SUBSTANTIVE…. Former Rep. and DLC Chair Harold Ford was on MSNBC’s “Hardball” yesterday, and Chris Matthews brought up the leaders in the Republican Party. According to a transcript from my reader Hoosier Paul, Ford had this to say:

“I think it also speaks to the schism and the tension in their party right now. They can’t decide if they want to go the Paul Ryan/Eric Cantor route, which seems to be slightly more substantive and mindful of the fact that the country is looking for answers, and substantive answers at that, or if they want to go the Rush Limbaugh/Palin, and some would argue, even now, the Rick Perry approach, which borders on asinine….”

I can appreciate where Ford is coming from here. In fact, there’s probably a few competing factions in the GOP, at least with regards to the future direction of the party. Rush Limbaugh recently told the CPAC audience that the right should “stop assuming that the way to beat [the left] is with better policy ideas,” pointing to the Republican contingent that isn’t especially concerned with “substantive answers.”

What I find noteworthy about Ford’s remarks, though, is that he named Reps. Paul Ryan (R-Wis.) and Eric Cantor (R-Va.) as examples of those who take policy matters seriously. These two, Ford suggested, are the kind of lawmakers who can give the Republican Party some substantive heft.

The problem, of course, is that if Ryan and Cantor are going to be the substantive backbone of the GOP in the coming years, the Republican Party’s future is likely to be quite bleak.

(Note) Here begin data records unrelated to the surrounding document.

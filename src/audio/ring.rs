//! Circular store of recent mono samples
//!
//! The audio callback owns a [`RingWriter`], the logic tick a [`RingReader`].
//! Both lock the shared buffer only for the copy itself.

use std::sync::{Arc, Mutex, MutexGuard};

/// Fixed-capacity circular buffer of mono samples in [-1, 1]
#[derive(Debug, Clone)]
pub struct RingBuffer {
    samples: Box<[f32]>,
    /// Next index to write, always < capacity
    write_pos: usize,
}

impl RingBuffer {
    /// Allocate a zero-filled buffer
    pub fn new(capacity: usize) -> Self {
        let capacity = capacity.max(1);
        Self {
            samples: vec![0.0; capacity].into_boxed_slice(),
            write_pos: 0,
        }
    }

    pub fn capacity(&self) -> usize {
        self.samples.len()
    }

    pub fn write_pos(&self) -> usize {
        self.write_pos
    }

    /// Append samples at the cursor, overwriting the oldest data
    pub fn write(&mut self, samples: &[f32]) {
        let capacity = self.capacity();
        for &s in samples {
            self.samples[self.write_pos] = sanitize(s);
            self.write_pos = (self.write_pos + 1) % capacity;
        }
    }

    /// The most recent `length` samples, oldest first
    ///
    /// `length` is clamped to the capacity.
    pub fn read_window(&self, length: usize) -> Vec<f32> {
        let mut out = Vec::new();
        self.read_window_into(length, &mut out);
        out
    }

    /// Same as [`read_window`](Self::read_window) but reuses `output`
    pub fn read_window_into(&self, length: usize, output: &mut Vec<f32>) {
        let capacity = self.capacity();
        let length = length.min(capacity);
        output.clear();
        output.reserve(length);

        let start = (self.write_pos + capacity - length) % capacity;
        if start + length <= capacity {
            output.extend_from_slice(&self.samples[start..start + length]);
        } else {
            output.extend_from_slice(&self.samples[start..]);
            output.extend_from_slice(&self.samples[..self.write_pos]);
        }
    }

    /// Zero the store and rewind the cursor
    pub fn reset(&mut self) {
        self.samples.fill(0.0);
        self.write_pos = 0;
    }
}

/// Non-finite samples become silence, everything else is clamped to [-1, 1]
#[inline]
fn sanitize(sample: f32) -> f32 {
    if sample.is_finite() {
        sample.clamp(-1.0, 1.0)
    } else {
        0.0
    }
}

/// Average interleaved frames down to mono
pub fn downmix(interleaved: &[f32], channels: usize) -> Vec<f32> {
    let mut mono = Vec::new();
    downmix_into(interleaved, channels, &mut mono);
    mono
}

/// Same as [`downmix`] but reuses `output`
pub fn downmix_into(interleaved: &[f32], channels: usize, output: &mut Vec<f32>) {
    let channels = channels.max(1);
    output.clear();
    if channels == 1 {
        output.extend_from_slice(interleaved);
        return;
    }
    output.extend(
        interleaved
            .chunks_exact(channels)
            .map(|frame| frame.iter().sum::<f32>() / channels as f32),
    );
}

/// Create a shared ring and its two ends
pub fn channel(capacity: usize) -> (RingWriter, RingReader) {
    let shared = Arc::new(Mutex::new(RingBuffer::new(capacity)));
    (
        RingWriter {
            shared: Arc::clone(&shared),
        },
        RingReader { shared },
    )
}

fn lock(shared: &Mutex<RingBuffer>) -> MutexGuard<'_, RingBuffer> {
    // A panicking writer leaves at worst a half-written fragment behind
    shared.lock().unwrap_or_else(|poisoned| poisoned.into_inner())
}

/// Producer end, handed to the audio I/O context
#[derive(Debug, Clone)]
pub struct RingWriter {
    shared: Arc<Mutex<RingBuffer>>,
}

impl RingWriter {
    /// Write mono samples
    pub fn write(&self, samples: &[f32]) {
        lock(&self.shared).write(samples);
    }

    /// Downmix an interleaved fragment and write it
    pub fn push_fragment(&self, interleaved: &[f32], channels: usize) {
        let mono = downmix(interleaved, channels);
        lock(&self.shared).write(&mono);
    }

    /// Like [`push_fragment`](Self::push_fragment), downmixing into `scratch`
    ///
    /// Once `scratch` has grown to the fragment size this never allocates,
    /// which is what the real-time capture callback needs.
    pub fn push_fragment_with(&self, interleaved: &[f32], channels: usize, scratch: &mut Vec<f32>) {
        downmix_into(interleaved, channels, scratch);
        lock(&self.shared).write(scratch);
    }
}

/// Consumer end, held by the logic tick
#[derive(Debug, Clone)]
pub struct RingReader {
    shared: Arc<Mutex<RingBuffer>>,
}

impl RingReader {
    pub fn capacity(&self) -> usize {
        lock(&self.shared).capacity()
    }

    /// Copy out the most recent `length` samples, oldest first
    pub fn read_window(&self, length: usize) -> Vec<f32> {
        lock(&self.shared).read_window(length)
    }

    /// Copy out the most recent `length` samples into `output`
    pub fn read_window_into(&self, length: usize, output: &mut Vec<f32>) {
        lock(&self.shared).read_window_into(length, output);
    }

    /// Zero the shared store (on session restart)
    pub fn reset(&self) {
        lock(&self.shared).reset();
    }
}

Ryan, for example, recently insisted that the Obama administration’s proposed budget is “worse than Europe’s” budget (as if the continent has just one). He also proposed a truly insane five-year spending freeze to respond to the global economic crisis and described a massive tax cut for the wealthy, dropping the top rate to 25%, as “progressive.” In fact, Ryan helped craft the House GOP caucus’ budget alternative, which tried to lower the deficit by passing trillions of dollars in additional tax cuts. On taxes, spending, Social Security, Medicare, energy policy, Ryan’s plan wasn’t just wrong, it was demonstrably ridiculous.

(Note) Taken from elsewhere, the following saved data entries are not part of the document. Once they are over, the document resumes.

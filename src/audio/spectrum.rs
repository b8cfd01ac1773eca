//! Spectrum analysis for the bar terrain
//!
//! Turns a window of recent samples into per-bin magnitudes and a coarser bar
//! sequence. Normalization is adaptive: the ceiling (`max_max`) jumps up to any
//! new peak and slowly sinks back toward quieter input, never below a floor.

use std::f32::consts::PI;
use std::sync::Arc;

use rustfft::{Fft, FftPlanner, num_complex::Complex};
use serde::{Deserialize, Serialize};

use crate::settings::{AnalyzerSettings, ResponseCurve};

/// One analyzed frame
#[derive(Debug, Clone, Default, Serialize, Deserialize)]
pub struct Spectrum {
    /// Shaped magnitude per FFT bin (window/2 + 1 entries)
    pub bins: Vec<f32>,
    /// Averaged groups of bins, at most `bar_count` entries
    pub bars: Vec<f32>,
    /// Normalization ceiling after this frame
    pub max_max: f32,
    /// Peak absolute amplitude of the raw window
    pub local_max: f32,
    /// Largest bar value
    pub gain: f32,
}

impl Spectrum {
    /// Index of the strongest bin (ties resolve to the lowest index)
    pub fn peak_bin(&self) -> Option<usize> {
        let mut best: Option<(usize, f32)> = None;
        for (i, &v) in self.bins.iter().enumerate() {
            if best.is_none_or(|(_, b)| v > b) {
                best = Some((i, v));
            }
        }
        best.map(|(i, _)| i)
    }
}

/// Hann window weight (symmetric)
#[inline]
pub fn hann_window(index: usize, size: usize) -> f32 {
    if size < 2 {
        return 1.0;
    }
    0.5 * (1.0 - ((2.0 * PI * index as f32) / (size as f32 - 1.0)).cos())
}

/// Adaptive-gain FFT analyzer
///
/// Owns the normalization ceiling, so one analyzer per input stream.
pub struct SpectrumAnalyzer {
    config: AnalyzerSettings,
    fft_planner: FftPlanner<f32>,
    /// Cached plan and window for the last window length seen
    fft: Arc<dyn Fft<f32>>,
    window: Vec<f32>,
    buffer: Vec<Complex<f32>>,
    scratch: Vec<Complex<f32>>,
    max_max: f32,
}

impl SpectrumAnalyzer {
    pub fn new(config: AnalyzerSettings) -> Self {
        let mut fft_planner = FftPlanner::new();
        let fft = fft_planner.plan_fft_forward(config.fft_size.max(1));
        let max_max = config.max_max_floor;
        let mut analyzer = Self {
            config,
            fft_planner,
            fft,
            window: Vec::new(),
            buffer: Vec::new(),
            scratch: Vec::new(),
            max_max,
        };
        analyzer.prepare(analyzer.config.fft_size.max(1));
        analyzer
    }

    pub fn config(&self) -> &AnalyzerSettings {
        &self.config
    }

    /// Current normalization ceiling
    pub fn max_max(&self) -> f32 {
        self.max_max
    }

    pub fn response(&self) -> ResponseCurve {
        self.config.response
    }

    /// Switch between microphone and music shaping
    pub fn set_response(&mut self, response: ResponseCurve) {
        self.config.response = response;
    }

    /// Forget the ceiling history (new session)
    pub fn reset(&mut self) {
        self.max_max = self.config.max_max_floor;
    }

    /// Whether the ceiling sits on its floor
    pub fn is_at_floor(&self) -> bool {
        self.max_max <= self.config.max_max_floor
    }

    /// Re-plan when the window length changes
    fn prepare(&mut self, len: usize) {
        if self.window.len() == len {
            return;
        }
        self.fft = self.fft_planner.plan_fft_forward(len);
        self.window = (0..len).map(|i| hann_window(i, len)).collect();
        self.buffer = vec![Complex::new(0.0, 0.0); len];
        self.scratch = vec![Complex::new(0.0, 0.0); self.fft.get_inplace_scratch_len()];
    }

    /// Analyze one window of mono samples
    pub fn analyze(&mut self, samples: &[f32]) -> Spectrum {
        let len = samples.len();
        if len == 0 {
            return Spectrum {
                max_max: self.max_max,
                ..Default::default()
            };
        }
        self.prepare(len);

        let floor = self.config.max_max_floor;
        let local_max = samples
            .iter()
            .filter(|s| s.is_finite())
            .fold(0.0f32, |m, s| m.max(s.abs()));
        if local_max > self.max_max {
            self.max_max = local_max;
        }
        // Constructed at the floor, but settings may have been swapped since
        self.max_max = self.max_max.max(floor);

        let max_max = self.max_max;
        for ((slot, &s), &w) in self.buffer.iter_mut().zip(samples).zip(&self.window) {
            let s = if s.is_finite() { s } else { 0.0 };
            *slot = Complex::new(s * w / max_max, 0.0);
        }

        if local_max < self.max_max {
            self.max_max -= (self.max_max - local_max) / self.config.decay_divisor;
        }
        if self.max_max < floor {
            self.max_max = floor;
        }

        self.fft.process_with_scratch(&mut self.buffer, &mut self.scratch);

        let scale = 1.0 / len as f32;
        let response = self.config.response;
        let bins: Vec<f32> = self.buffer[..len / 2 + 1]
            .iter()
            .map(|&c| response.apply((c * scale).norm()))
            .collect();

        let bars = self.bars_from_bins(&bins);
        let gain = bars
            .iter()
            .copied()
            .filter(|v| v.is_finite())
            .fold(0.0f32, f32::max);

        Spectrum {
            bins,
            bars,
            max_max: self.max_max,
            local_max,
            gain,
        }
    }

    /// Average groups of bins into bars, skipping `bin_offset` bars at the bottom
    pub fn bars_from_bins(&self, bins: &[f32]) -> Vec<f32> {
        let bar_count = self.config.bar_count;
        let width = (bins.len() / bar_count.max(1)).max(1);
        let mut bars = Vec::with_capacity(bar_count);

        for bar in 0..bar_count {
            let start = (bar + self.config.bin_offset) * width;
            let end = start + width;
            if end > bins.len() {
                break;
            }
            let sum: f32 = bins[start..end].iter().sum();
            bars.push(sum / width as f32);
        }

        bars
    }
}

And by all appearances, Cantor is slightly worse, not only endorsing Ryan’s approach — including the belief that the way out of a recession is deep federal spending cuts — but also taking the lead in opposition economic recovery efforts in February. Best of all, this week, Cantor’s office unveiled a Republican “solutions center” for Americans concerned about job losses, the housing crisis, and their savings. Every question led to the same response: tax cuts, spending cuts, or tax cuts and spending cuts.